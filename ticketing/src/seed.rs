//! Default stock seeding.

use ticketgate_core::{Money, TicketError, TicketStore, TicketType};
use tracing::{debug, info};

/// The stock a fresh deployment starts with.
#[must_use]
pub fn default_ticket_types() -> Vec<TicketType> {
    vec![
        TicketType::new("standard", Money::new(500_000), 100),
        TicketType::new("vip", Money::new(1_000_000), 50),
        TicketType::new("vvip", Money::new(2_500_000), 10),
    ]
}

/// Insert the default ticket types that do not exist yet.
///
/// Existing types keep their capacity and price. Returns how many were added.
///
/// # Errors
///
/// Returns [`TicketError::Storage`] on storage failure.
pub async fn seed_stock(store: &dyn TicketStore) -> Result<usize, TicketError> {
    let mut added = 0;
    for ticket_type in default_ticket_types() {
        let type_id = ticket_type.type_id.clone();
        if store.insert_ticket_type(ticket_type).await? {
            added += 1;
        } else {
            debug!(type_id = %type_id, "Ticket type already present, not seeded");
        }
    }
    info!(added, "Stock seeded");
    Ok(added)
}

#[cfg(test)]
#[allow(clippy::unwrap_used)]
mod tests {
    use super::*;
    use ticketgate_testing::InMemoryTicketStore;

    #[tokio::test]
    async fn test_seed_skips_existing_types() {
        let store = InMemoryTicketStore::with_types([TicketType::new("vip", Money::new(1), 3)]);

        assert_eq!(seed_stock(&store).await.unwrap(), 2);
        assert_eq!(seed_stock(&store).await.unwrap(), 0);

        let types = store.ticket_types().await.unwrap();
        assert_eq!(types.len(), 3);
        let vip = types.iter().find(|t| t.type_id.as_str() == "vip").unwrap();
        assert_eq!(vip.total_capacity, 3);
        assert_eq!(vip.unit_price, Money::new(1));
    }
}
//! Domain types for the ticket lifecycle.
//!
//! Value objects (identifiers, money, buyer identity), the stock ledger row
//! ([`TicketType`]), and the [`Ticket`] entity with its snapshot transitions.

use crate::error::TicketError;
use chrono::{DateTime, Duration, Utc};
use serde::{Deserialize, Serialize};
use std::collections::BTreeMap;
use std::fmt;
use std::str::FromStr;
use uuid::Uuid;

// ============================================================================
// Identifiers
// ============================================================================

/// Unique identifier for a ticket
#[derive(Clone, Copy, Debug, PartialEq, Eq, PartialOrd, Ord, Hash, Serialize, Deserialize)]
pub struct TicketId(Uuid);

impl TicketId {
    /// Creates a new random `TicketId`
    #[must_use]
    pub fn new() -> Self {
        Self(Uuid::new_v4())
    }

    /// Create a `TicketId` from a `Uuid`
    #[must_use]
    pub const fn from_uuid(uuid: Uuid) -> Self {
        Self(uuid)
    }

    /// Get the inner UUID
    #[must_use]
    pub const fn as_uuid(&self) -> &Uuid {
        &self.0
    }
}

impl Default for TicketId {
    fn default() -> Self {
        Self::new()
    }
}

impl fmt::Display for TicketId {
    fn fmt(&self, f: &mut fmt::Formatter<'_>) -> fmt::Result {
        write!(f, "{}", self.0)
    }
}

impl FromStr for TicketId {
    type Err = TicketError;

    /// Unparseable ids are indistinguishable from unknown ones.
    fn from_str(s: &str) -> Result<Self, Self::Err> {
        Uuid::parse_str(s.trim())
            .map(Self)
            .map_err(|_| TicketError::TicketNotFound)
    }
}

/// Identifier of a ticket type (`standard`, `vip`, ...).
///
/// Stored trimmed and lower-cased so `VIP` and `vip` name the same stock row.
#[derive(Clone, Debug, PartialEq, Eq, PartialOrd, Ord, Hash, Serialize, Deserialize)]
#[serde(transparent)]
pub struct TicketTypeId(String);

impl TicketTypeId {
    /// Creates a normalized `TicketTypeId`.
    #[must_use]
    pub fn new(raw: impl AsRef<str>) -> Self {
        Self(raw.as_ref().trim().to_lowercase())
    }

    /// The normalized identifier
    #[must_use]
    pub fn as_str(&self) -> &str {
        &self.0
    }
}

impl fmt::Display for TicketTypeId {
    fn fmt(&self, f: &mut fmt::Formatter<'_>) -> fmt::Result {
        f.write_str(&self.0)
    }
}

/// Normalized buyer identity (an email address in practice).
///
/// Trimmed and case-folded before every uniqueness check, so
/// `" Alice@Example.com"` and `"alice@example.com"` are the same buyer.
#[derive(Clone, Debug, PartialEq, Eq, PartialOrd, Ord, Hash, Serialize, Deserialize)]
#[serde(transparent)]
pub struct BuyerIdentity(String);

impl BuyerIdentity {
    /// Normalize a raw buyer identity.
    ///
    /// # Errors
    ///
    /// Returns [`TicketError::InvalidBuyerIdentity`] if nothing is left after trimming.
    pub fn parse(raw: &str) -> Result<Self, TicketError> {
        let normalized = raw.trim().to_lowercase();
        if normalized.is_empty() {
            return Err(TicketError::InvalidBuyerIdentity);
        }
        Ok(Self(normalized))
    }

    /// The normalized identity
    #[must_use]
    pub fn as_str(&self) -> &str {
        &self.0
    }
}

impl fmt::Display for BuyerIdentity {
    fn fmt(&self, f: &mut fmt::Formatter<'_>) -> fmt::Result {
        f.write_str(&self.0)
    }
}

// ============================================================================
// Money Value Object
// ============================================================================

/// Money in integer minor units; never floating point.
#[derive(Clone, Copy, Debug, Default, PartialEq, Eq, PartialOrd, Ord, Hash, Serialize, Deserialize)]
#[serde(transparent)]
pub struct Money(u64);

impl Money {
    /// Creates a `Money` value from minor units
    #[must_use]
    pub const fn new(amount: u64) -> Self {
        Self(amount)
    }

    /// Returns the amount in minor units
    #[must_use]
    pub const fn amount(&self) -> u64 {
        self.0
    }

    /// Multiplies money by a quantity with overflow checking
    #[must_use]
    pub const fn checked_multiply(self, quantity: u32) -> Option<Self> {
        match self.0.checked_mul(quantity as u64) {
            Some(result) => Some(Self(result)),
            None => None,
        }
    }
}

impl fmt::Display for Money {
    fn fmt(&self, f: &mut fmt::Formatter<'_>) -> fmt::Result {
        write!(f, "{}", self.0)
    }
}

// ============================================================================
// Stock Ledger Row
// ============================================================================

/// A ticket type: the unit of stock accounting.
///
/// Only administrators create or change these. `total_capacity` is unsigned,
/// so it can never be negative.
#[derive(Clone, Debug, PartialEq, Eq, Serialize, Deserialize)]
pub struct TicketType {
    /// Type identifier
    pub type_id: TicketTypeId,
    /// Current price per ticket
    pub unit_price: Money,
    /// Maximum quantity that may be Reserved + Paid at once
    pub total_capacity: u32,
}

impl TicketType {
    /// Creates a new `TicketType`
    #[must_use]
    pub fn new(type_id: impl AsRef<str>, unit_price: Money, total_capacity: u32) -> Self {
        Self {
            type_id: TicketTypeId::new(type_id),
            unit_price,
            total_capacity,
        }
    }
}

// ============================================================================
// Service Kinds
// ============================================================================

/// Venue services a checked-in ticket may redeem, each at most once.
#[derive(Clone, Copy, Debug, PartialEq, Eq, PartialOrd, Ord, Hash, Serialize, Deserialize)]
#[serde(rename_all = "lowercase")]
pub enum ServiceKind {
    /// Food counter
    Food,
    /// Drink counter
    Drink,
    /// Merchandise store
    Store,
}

* [What needs to be done]:
Take the listing above and repeat exactly the lines from the one containing "its snapshot transitions." through the one containing "type Err = TicketError;", both included.

* [Answer area]:
//! ([`TicketType`]), and the [`Ticket`] entity with its snapshot transitions.

use crate::error::TicketError;
use chrono::{DateTime, Duration, Utc};
use serde::{Deserialize, Serialize};
use std::collections::BTreeMap;
use std::fmt;
use std::str::FromStr;
use uuid::Uuid;

// ============================================================================
// Identifiers
// ============================================================================

/// Unique identifier for a ticket
#[derive(Clone, Copy, Debug, PartialEq, Eq, PartialOrd, Ord, Hash, Serialize, Deserialize)]
pub struct TicketId(Uuid);

impl TicketId {
    /// Creates a new random `TicketId`
    #[must_use]
    pub fn new() -> Self {
        Self(Uuid::new_v4())
    }

    /// Create a `TicketId` from a `Uuid`
    #[must_use]
    pub const fn from_uuid(uuid: Uuid) -> Self {
        Self(uuid)
    }

    /// Get the inner UUID
    #[must_use]
    pub const fn as_uuid(&self) -> &Uuid {
        &self.0
    }
}

impl Default for TicketId {
    fn default() -> Self {
        Self::new()
    }
}

impl fmt::Display for TicketId {
    fn fmt(&self, f: &mut fmt::Formatter<'_>) -> fmt::Result {
        write!(f, "{}", self.0)
    }
}

impl FromStr for TicketId {
    type Err = TicketError;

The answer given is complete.